─── EXTRACTED INFORMATION ───
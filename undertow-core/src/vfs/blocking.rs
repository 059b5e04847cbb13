//! Blocking bridge for storage engines with synchronous I/O callbacks
//!
//! Storage engines call their file layer synchronously. `BlockingVfs` owns a
//! current-thread tokio runtime and drives each adapter operation to
//! completion on the calling thread, so no extra worker threads are started.
//! Methods must not be called from inside an async context.

use std::time::Duration;

use tokio::runtime::{Builder, Runtime};

use super::adapter::SwarmVfs;
use super::gate::GateState;
use super::types::{AccessMode, DeviceCharacteristics, FileId, OpenFlags, ResultCode};
use super::VfsResult;
use crate::config::VfsConfig;
use crate::swarm::SwarmSource;

/// Synchronous facade over [`SwarmVfs`].
pub struct BlockingVfs {
    runtime: Runtime,
    vfs: SwarmVfs,
}

impl BlockingVfs {
    /// Builds a private runtime and engages the swarm on it.
    ///
    /// # Errors
    /// - `VfsError::Io` - Runtime could not be created
    /// - `VfsError::Config` - Configuration values are unusable
    /// - `VfsError::Swarm` - The client could not create the session
    pub fn connect(source: SwarmSource, config: VfsConfig) -> VfsResult<Self> {
        let runtime = Builder::new_current_thread().enable_all().build()?;
        let vfs = runtime.block_on(SwarmVfs::new(source, config))?;
        Ok(Self { runtime, vfs })
    }

    /// Opens `name` under `file_id`, returning the flags to echo.
    ///
    /// # Errors
    /// - `ResultCode::CantOpen` - Unknown name, unavailable swarm, or identifier in use
    pub fn open(
        &self,
        name: Option<&str>,
        file_id: FileId,
        flags: OpenFlags,
    ) -> Result<OpenFlags, ResultCode> {
        self.runtime.block_on(self.vfs.open(name, file_id, flags))
    }

    /// Closes `file_id`.
    pub fn close(&self, file_id: FileId) -> ResultCode {
        self.vfs.close(file_id)
    }

    /// Fills `buf` from `file_id` at `offset`.
    ///
    /// # Errors
    /// - `ResultCode::IoErrShortRead` - File ended first; the tail of `buf` is zeroed
    /// - `ResultCode::IoErrRead` - File not open or stream fault
    pub fn read(&self, file_id: FileId, buf: &mut [u8], offset: u64) -> Result<(), ResultCode> {
        self.runtime.block_on(self.vfs.read(file_id, buf, offset))
    }

    /// Total length of `file_id`.
    ///
    /// # Errors
    /// - `ResultCode::IoErrFstat` - File not open
    pub fn file_size(&self, file_id: FileId) -> Result<u64, ResultCode> {
        self.vfs.file_size(file_id)
    }

    /// Whether `name` exists and satisfies `mode`.
    ///
    /// # Errors
    /// Never fails; the result type matches the engine contract.
    pub fn access(&self, name: Option<&str>, mode: AccessMode) -> Result<bool, ResultCode> {
        self.runtime.block_on(self.vfs.access(name, mode))
    }

    /// Capability bits for every file.
    pub fn device_characteristics(&self) -> DeviceCharacteristics {
        self.vfs.device_characteristics()
    }

    /// Current readiness gate state.
    pub fn gate_state(&self) -> GateState {
        self.vfs.gate_state()
    }

    /// Lets pending swarm work, such as the readiness timer, make progress.
    pub fn idle(&self, duration: Duration) {
        self.runtime.block_on(tokio::time::sleep(duration));
    }

    /// Async adapter driven by this bridge.
    pub fn inner(&self) -> &SwarmVfs {
        &self.vfs
    }

    /// Shuts the adapter down and drops the runtime.
    pub fn shutdown(self) {
        self.runtime.block_on(self.vfs.shutdown());
    }
}

#[cfg(test)]
mod tests {
    use std::sync::Arc;
    use std::time::Instant;

    use super::*;
    use crate::swarm::Swarm;
    use crate::vfs::gate::GateError;
    use crate::test_mocks::{MockFile, MockSwarm};

    fn connect(swarm: &Arc<MockSwarm>, config: VfsConfig) -> BlockingVfs {
        BlockingVfs::connect(
            SwarmSource::Existing(Arc::clone(swarm) as Arc<dyn Swarm>),
            config,
        )
        .unwrap()
    }

    #[test]
    fn test_blocking_open_read_close() {
        let data: Vec<u8> = (0..4096u32).map(|i| (i % 256) as u8).collect();
        let swarm = MockSwarm::builder()
            .ready()
            .file(MockFile::new("main.db", data.clone()).with_chunk_size(1000))
            .build();
        let vfs = connect(&swarm, VfsConfig::default());
        let id = FileId::new(7);

        assert!(vfs.open(Some("main.db"), id, OpenFlags::READONLY).is_ok());
        assert_eq!(vfs.file_size(id), Ok(4096));

        let mut page = vec![0u8; 1024];
        assert_eq!(vfs.read(id, &mut page, 1024), Ok(()));
        assert_eq!(&page[..], &data[1024..2048]);

        assert_eq!(vfs.read(id, &mut page, 3584), Err(ResultCode::IoErrShortRead));
        assert_eq!(&page[..512], &data[3584..]);
        assert!(page[512..].iter().all(|&b| b == 0));

        assert_eq!(vfs.close(id), ResultCode::Ok);
        assert_eq!(vfs.file_size(id), Err(ResultCode::IoErrFstat));
        vfs.shutdown();
    }

    #[test]
    fn test_blocking_readiness_signalled_from_another_thread() {
        let swarm = MockSwarm::builder()
            .file(MockFile::new("main.db", vec![1u8; 64]))
            .build();
        let vfs = connect(&swarm, VfsConfig::default());

        let signaller = {
            let swarm = Arc::clone(&swarm);
            std::thread::spawn(move || {
                std::thread::sleep(Duration::from_millis(20));
                swarm.mark_ready();
            })
        };

        assert!(vfs.open(Some("main.db"), FileId::new(1), OpenFlags::READONLY).is_ok());
        assert_eq!(vfs.gate_state(), GateState::Ready);
        signaller.join().unwrap();
    }

    #[test]
    fn test_blocking_timeout_does_not_hang() {
        let swarm = MockSwarm::builder()
            .file(MockFile::new("main.db", vec![1u8; 64]))
            .build();
        let config = VfsConfig::default().with_ready_timeout(Duration::from_millis(50));
        let vfs = connect(&swarm, config);

        let started = Instant::now();
        assert_eq!(
            vfs.open(Some("main.db"), FileId::new(1), OpenFlags::READONLY),
            Err(ResultCode::CantOpen)
        );
        assert!(started.elapsed() < Duration::from_secs(2));
        assert_eq!(vfs.access(Some("main.db"), AccessMode::Exists), Ok(false));
    }

    #[test]
    fn test_blocking_deadline_counts_while_idle() {
        let swarm = MockSwarm::builder()
            .file(MockFile::new("main.db", vec![1u8; 64]))
            .build();
        let config = VfsConfig::default().with_ready_timeout(Duration::from_millis(200));
        let vfs = connect(&swarm, config);

        // Runtime is not driven while the caller sleeps
        std::thread::sleep(Duration::from_millis(300));
        assert_eq!(
            vfs.gate_state(),
            GateState::Failed(GateError::TimedOut { timeout_ms: 200 })
        );

        let started = Instant::now();
        assert_eq!(
            vfs.open(Some("main.db"), FileId::new(1), OpenFlags::READONLY),
            Err(ResultCode::CantOpen)
        );
        assert!(started.elapsed() < Duration::from_millis(50));
    }

    #[test]
    fn test_blocking_signal_delivered_while_idle_wins() {
        let swarm = MockSwarm::builder()
            .file(MockFile::new("main.db", vec![1u8; 64]))
            .build();
        let config = VfsConfig::default().with_ready_timeout(Duration::from_millis(100));
        let vfs = connect(&swarm, config);

        swarm.mark_ready();
        std::thread::sleep(Duration::from_millis(150));

        assert_eq!(vfs.gate_state(), GateState::Ready);
        assert!(vfs.open(Some("main.db"), FileId::new(1), OpenFlags::READONLY).is_ok());
    }
}
//! Integration tests for Undertow
//!
//! These tests drive the adapter against simulated swarms whose metadata
//! arrives late and whose bytes arrive in irregular chunks, through both the
//! async and the blocking surfaces.

#[path = "integration/support.rs"]
mod support;

#[path = "integration/blocking_surface.rs"]
mod blocking_surface;
#[path = "integration/read_properties.rs"]
mod read_properties;
#[path = "integration/readiness.rs"]
mod readiness;
#[path = "integration/selection.rs"]
mod selection;
#[path = "integration/short_reads.rs"]
mod short_reads;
───
* **WORK TASK**
In the listing above, locate the line containing "exists and satisfies" and the line containing "pub fn idle(&self, duration: Duration)". Extract those two lines and every line between them, exactly as written, and only those.

* **TASK SOLUTION**
    /// Whether `name` exists and satisfies `mode`.
    ///
    /// # Errors
    /// Never fails; the result type matches the engine contract.
    pub fn access(&self, name: Option<&str>, mode: AccessMode) -> Result<bool, ResultCode> {
        self.runtime.block_on(self.vfs.access(name, mode))
    }

    /// Capability bits for every file.
    pub fn device_characteristics(&self) -> DeviceCharacteristics {
        self.vfs.device_characteristics()
    }

    /// Current readiness gate state.
    pub fn gate_state(&self) -> GateState {
        self.vfs.gate_state()
    }

    /// Lets pending swarm work, such as the readiness timer, make progress.
    pub fn idle(&self, duration: Duration) {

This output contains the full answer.